Hard-coding the organisation’s strategy into your Intranet

In the past, Intranets have been, at best, archives of potentially useful information like leave forms and what is on the lunch menu at the cafeteria, covered in a strategic veneer of the organisational vision, mission and values on the landing page. In many organisations, Intranets are mausoleums of unfindable and outdated documents.

With the advent of the interactive web (web 2.0) we have the ability to hard code the organisational strategy into an organic ecosystem which forms the backbone of the enterprise, surfacing knowledge and behaviour in ways impossible before. The secret lies in data modelling.

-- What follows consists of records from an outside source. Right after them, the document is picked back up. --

//! Business logic services

pub mod access;
pub mod borrowing;
pub mod catalog;
pub mod users;

use crate::{config::AuthConfig, error::AppResult, repository::Repository};

/// Container for all services
#[derive(Clone)]
pub struct Services {
    pub access: access::AccessService,
    pub borrowing: borrowing::BorrowingService,
    pub catalog: catalog::CatalogService,
    pub users: users::UsersService,
    repository: Repository,
}

impl Services {
    /// Create all services with the given repository
    pub fn new(repository: Repository, auth_config: AuthConfig) -> Self {
        Self {
            access: access::AccessService::new(repository.clone()),
            borrowing: borrowing::BorrowingService::new(repository.clone()),
            catalog: catalog::CatalogService::new(repository.clone()),
            users: users::UsersService::new(repository.clone(), auth_config),
            repository,
        }
    }

    /// Storage connectivity probe for the readiness endpoint
    pub async fn ping_storage(&self) -> AppResult<()> {
        self.repository.ping().await
    }
}
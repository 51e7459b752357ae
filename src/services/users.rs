//! User accounts service: signup, login, password changes, promotion

use argon2::{
    password_hash::{rand_core::OsRng, PasswordHash, PasswordHasher, PasswordVerifier, SaltString},
    Argon2,
};
use chrono::Utc;
use validator::Validate;

use crate::{
    config::{AdminConfig, AuthConfig},
    error::{AppError, AppResult},
    models::user::{Caller, ChangePassword, Claims, Login, Role, Signup, User},
    repository::Repository,
};

#[derive(Clone)]
pub struct UsersService {
    repository: Repository,
    config: AuthConfig,
}

impl UsersService {
    pub fn new(repository: Repository, config: AuthConfig) -> Self {
        Self { repository, config }
    }

    /// Create a member account and log it in.
    pub async fn signup(&self, form: Signup) -> AppResult<(String, User)> {
        form.validate()?;

        let password_hash = self.hash_password(&form.password)?;
        let user = self
            .repository
            .users
            .create(&form.name, &form.email, &password_hash)
            .await?;

        tracing::info!(user_id = user.id, "account created");

        let token = self.create_token(&user)?;
        Ok((token, user))
    }

    /// Authenticate by email and password, minting a bearer token.
    pub async fn login(&self, form: Login) -> AppResult<(String, User)> {
        form.validate()?;

        // Unknown email and wrong password fold into the same error.
        let user = self
            .repository
            .users
            .get_by_email(&form.email)
            .await?
            .ok_or(AppError::InvalidCredentials)?;

        if !self.verify_password(&user, &form.password)? {
            return Err(AppError::InvalidCredentials);
        }

        let token = self.create_token(&user)?;
        Ok((token, user))
    }

    /// Profile of the authenticated caller
    pub async fn me(&self, caller: &Caller) -> AppResult<User> {
        self.repository.users.get_by_id(caller.user_id).await
    }

    /// Change the caller's password, verifying the current one first.
    pub async fn change_password(&self, caller: &Caller, form: ChangePassword) -> AppResult<()> {
        form.validate()?;

        let user = self.repository.users.get_by_id(caller.user_id).await?;
        if !self.verify_password(&user, &form.current_password)? {
            return Err(AppError::Authentication(
                "Current password is incorrect".to_string(),
            ));
        }

        let password_hash = self.hash_password(&form.new_password)?;
        self.repository
            .users
            .update_password(caller.user_id, &password_hash)
            .await
    }

    /// Promote a member to librarian.
    pub async fn promote(&self, user_id: i32) -> AppResult<User> {
        let user = self.repository.users.get_by_id(user_id).await?;

        match user.role {
            Role::Member => {
                self.repository
                    .users
                    .set_role(user_id, Role::Librarian)
                    .await?;
                tracing::info!(user_id, "user promoted to librarian");
                self.repository.users.get_by_id(user_id).await
            }
            // Re-promoting a librarian changes nothing; not an error.
            Role::Librarian => Ok(user),
            Role::Admin => Err(AppError::Validation(
                "Administrators cannot be promoted to librarian".to_string(),
            )),
        }
    }

    /// All users, newest first (admin review)
    pub async fn list(&self) -> AppResult<Vec<User>> {
        self.repository.users.list().await
    }

    /// Create the bootstrap administrator if it does not exist yet.
    pub async fn ensure_admin(&self, admin: &AdminConfig) -> AppResult<()> {
        if self
            .repository
            .users
            .get_by_email(&admin.email)
            .await?
            .is_some()
        {
            return Ok(());
        }

        let password_hash = self.hash_password(&admin.password)?;
        let user = self
            .repository
            .users
            .create(&admin.name, &admin.email, &password_hash)
            .await?;
        self.repository.users.set_role(user.id, Role::Admin).await?;

        tracing::info!(user_id = user.id, "bootstrap administrator created");
        Ok(())
    }

    fn create_token(&self, user: &User) -> AppResult<String> {
        let now = Utc::now().timestamp();
        let exp = now + (self.config.jwt_expiration_hours as i64 * 3600);

        let claims = Claims {
            sub: user.email.clone(),
            user_id: user.id,
            exp,
            iat: now,
        };

        claims
            .create_token(&self.config.jwt_secret)
            .map_err(|e| AppError::Internal(format!("Failed to create token: {}", e)))
    }

    fn verify_password(&self, user: &User, password: &str) -> AppResult<bool> {
        let parsed_hash = PasswordHash::new(&user.password_hash)
            .map_err(|_| AppError::Internal("Invalid password hash".to_string()))?;
        Ok(Argon2::default()
            .verify_password(password.as_bytes(), &parsed_hash)
            .is_ok())
    }

    /// Hash a password using Argon2
    fn hash_password(&self, password: &str) -> AppResult<String> {
        let salt = SaltString::generate(&mut OsRng);
        let hash = Argon2::default()
            .hash_password(password.as_bytes(), &salt)
            .map_err(|e| AppError::Internal(format!("Failed to hash password: {}", e)))?;
        Ok(hash.to_string())
    }
}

Because web 2.0 enables employees to engage with the Intranet, they are generating metadata about how they are using the information and connecting with each other. There are a number of data sets that we can combine in the same way that DNA is structured to make the intranet dynamic and far more useful.

These datasets include information from people’s profiles, who they are, what interests them, what they are working on, their key performance areas etc. Other datasets come from the metadata in documents, what they are about, who is creating, reading, updating and commenting on them, the taxonomy how the information is categorised and stored.

When infusing these datasets with meaning, we use data architectures to inculcate the organisational strategies. These architectures are generated by translating the organisational strategy into a matrix configured according to KPI’s and organisational design.

So how do we do this?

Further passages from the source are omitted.